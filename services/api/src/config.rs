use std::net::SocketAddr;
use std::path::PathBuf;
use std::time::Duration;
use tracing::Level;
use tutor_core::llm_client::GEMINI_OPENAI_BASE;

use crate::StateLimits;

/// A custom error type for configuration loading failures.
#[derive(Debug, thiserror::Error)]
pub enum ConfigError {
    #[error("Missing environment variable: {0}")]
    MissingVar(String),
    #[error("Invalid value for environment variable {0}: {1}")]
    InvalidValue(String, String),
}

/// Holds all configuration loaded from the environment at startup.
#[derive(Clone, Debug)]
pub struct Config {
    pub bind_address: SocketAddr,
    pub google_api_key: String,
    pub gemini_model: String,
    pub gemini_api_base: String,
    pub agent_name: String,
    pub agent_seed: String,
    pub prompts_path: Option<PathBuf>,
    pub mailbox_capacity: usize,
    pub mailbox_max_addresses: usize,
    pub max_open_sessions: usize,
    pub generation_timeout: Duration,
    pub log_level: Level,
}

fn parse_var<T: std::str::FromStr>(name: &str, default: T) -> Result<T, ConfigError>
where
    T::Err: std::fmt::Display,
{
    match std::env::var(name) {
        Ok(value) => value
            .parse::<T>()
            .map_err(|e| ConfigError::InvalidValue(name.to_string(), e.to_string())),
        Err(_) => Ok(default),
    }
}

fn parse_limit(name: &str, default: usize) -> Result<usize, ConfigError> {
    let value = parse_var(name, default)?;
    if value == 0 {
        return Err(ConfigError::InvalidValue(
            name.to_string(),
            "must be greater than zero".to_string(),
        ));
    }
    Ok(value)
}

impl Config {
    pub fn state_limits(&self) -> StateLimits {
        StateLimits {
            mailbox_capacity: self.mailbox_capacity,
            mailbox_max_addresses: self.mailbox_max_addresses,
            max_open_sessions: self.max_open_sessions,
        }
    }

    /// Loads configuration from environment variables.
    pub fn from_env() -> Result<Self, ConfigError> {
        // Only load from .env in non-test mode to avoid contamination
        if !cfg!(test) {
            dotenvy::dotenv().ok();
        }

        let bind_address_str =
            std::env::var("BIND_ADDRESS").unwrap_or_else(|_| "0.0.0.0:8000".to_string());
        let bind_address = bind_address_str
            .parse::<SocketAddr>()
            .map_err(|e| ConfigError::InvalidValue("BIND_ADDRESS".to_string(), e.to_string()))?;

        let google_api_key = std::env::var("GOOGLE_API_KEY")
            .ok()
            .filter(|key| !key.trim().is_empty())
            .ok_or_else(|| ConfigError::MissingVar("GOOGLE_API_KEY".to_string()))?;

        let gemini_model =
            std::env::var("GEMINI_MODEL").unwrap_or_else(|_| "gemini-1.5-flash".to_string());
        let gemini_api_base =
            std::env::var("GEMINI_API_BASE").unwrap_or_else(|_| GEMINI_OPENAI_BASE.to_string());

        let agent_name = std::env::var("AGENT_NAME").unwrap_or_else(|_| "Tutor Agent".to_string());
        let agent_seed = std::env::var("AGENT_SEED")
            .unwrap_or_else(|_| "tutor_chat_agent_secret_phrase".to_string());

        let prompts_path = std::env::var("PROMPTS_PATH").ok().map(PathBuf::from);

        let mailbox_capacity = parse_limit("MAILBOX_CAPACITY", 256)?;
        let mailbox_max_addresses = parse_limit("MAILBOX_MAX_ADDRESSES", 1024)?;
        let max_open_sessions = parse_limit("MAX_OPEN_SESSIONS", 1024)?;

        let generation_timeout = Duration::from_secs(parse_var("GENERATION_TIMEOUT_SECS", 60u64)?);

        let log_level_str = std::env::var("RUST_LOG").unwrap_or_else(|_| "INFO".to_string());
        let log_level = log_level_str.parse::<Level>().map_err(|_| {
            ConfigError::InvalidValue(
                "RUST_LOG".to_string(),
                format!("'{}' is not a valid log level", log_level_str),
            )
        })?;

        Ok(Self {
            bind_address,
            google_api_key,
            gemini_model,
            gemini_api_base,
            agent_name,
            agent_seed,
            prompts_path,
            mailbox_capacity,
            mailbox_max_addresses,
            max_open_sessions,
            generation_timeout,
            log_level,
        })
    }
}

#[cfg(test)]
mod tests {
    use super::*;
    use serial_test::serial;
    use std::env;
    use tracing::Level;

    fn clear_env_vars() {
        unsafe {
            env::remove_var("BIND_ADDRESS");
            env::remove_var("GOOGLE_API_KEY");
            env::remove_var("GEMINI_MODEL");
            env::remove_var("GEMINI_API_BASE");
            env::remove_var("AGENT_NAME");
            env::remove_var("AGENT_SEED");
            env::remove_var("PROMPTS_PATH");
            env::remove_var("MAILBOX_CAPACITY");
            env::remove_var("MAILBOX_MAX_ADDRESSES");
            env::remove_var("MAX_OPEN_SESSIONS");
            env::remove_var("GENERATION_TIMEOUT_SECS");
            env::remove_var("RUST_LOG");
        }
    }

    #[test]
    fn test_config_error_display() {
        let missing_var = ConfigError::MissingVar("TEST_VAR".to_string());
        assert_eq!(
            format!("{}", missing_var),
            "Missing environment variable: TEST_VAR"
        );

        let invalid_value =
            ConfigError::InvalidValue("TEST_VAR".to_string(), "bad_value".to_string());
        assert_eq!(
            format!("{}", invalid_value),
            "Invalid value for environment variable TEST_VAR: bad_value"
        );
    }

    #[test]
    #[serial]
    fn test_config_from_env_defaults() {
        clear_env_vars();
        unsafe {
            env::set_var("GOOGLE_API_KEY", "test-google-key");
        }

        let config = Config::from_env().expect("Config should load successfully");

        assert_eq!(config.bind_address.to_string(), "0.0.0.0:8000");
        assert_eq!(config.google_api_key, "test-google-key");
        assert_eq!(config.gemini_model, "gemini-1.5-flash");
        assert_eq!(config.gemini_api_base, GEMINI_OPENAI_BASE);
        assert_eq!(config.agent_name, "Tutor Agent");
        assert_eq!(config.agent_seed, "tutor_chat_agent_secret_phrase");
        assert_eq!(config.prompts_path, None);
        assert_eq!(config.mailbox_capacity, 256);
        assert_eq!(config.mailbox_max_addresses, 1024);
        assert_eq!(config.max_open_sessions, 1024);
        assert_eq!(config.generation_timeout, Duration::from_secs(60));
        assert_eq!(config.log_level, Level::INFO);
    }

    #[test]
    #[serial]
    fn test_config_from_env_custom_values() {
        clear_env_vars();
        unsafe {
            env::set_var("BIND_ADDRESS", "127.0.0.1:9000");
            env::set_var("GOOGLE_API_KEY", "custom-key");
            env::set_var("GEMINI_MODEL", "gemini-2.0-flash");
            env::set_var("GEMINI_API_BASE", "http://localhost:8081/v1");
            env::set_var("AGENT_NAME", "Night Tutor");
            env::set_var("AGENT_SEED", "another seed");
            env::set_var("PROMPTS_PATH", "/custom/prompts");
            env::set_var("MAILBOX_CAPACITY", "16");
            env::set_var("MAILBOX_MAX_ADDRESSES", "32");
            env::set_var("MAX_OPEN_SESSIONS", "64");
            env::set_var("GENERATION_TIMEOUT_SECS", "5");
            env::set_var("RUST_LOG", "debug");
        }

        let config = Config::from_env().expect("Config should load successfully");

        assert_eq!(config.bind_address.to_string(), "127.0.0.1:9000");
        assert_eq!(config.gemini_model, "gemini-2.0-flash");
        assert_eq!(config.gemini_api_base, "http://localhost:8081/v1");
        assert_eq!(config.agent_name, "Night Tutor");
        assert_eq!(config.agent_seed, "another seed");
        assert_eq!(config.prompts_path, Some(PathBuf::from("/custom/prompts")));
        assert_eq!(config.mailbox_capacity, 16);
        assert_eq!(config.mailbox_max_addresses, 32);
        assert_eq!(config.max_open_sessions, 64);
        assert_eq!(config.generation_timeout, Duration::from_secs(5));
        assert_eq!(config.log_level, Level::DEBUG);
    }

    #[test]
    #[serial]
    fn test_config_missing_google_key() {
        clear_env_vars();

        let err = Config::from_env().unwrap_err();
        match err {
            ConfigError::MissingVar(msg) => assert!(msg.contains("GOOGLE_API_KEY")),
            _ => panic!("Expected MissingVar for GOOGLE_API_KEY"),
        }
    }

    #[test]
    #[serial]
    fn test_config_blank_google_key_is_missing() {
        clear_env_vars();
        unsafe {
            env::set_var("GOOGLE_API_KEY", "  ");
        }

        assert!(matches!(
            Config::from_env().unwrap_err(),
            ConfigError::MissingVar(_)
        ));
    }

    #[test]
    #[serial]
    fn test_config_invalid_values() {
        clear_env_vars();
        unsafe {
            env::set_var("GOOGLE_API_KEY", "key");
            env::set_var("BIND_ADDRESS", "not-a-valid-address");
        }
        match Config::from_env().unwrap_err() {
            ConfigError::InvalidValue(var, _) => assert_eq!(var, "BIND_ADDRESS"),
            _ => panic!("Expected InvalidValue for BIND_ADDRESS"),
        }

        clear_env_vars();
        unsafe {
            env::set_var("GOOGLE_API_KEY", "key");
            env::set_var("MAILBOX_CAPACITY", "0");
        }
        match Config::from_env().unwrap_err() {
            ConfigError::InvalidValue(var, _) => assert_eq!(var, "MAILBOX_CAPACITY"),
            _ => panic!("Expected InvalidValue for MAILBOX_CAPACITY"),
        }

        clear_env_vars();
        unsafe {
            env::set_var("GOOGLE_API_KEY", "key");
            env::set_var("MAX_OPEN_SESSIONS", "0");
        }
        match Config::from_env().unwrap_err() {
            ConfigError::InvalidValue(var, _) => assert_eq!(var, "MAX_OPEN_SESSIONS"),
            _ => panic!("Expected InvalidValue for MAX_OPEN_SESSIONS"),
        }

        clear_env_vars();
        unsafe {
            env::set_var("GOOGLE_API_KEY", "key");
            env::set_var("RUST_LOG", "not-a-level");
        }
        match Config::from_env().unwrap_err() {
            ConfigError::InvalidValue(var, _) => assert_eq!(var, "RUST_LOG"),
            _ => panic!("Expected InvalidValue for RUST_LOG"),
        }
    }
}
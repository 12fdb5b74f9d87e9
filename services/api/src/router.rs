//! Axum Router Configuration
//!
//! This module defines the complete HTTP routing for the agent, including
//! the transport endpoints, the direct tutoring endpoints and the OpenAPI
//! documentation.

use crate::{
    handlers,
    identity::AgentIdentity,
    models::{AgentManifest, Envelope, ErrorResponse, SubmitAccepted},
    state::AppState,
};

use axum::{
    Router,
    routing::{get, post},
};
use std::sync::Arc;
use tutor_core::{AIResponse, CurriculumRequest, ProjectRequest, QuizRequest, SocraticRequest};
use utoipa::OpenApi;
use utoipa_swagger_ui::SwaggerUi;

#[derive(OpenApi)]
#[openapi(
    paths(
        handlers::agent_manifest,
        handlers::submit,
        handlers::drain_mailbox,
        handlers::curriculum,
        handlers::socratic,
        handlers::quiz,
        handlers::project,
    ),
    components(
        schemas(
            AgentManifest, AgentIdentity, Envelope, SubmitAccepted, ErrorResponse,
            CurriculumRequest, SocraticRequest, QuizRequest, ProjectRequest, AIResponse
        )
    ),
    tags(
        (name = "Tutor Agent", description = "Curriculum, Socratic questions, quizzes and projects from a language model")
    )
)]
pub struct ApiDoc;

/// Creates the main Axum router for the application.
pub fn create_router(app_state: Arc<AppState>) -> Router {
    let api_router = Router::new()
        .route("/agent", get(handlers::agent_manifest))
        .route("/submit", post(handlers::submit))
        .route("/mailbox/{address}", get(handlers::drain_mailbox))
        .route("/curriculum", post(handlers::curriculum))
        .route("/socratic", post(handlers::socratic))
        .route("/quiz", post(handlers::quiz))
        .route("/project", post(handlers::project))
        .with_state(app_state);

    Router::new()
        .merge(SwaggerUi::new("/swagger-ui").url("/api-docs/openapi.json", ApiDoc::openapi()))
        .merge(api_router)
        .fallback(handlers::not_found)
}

=-=-=

Wherever the word "SubmitAccepted" appears in the records above, copy that line.

■ **Task solution**
    models::{AgentManifest, Envelope, ErrorResponse, SubmitAccepted},
            AgentManifest, AgentIdentity, Envelope, SubmitAccepted, ErrorResponse,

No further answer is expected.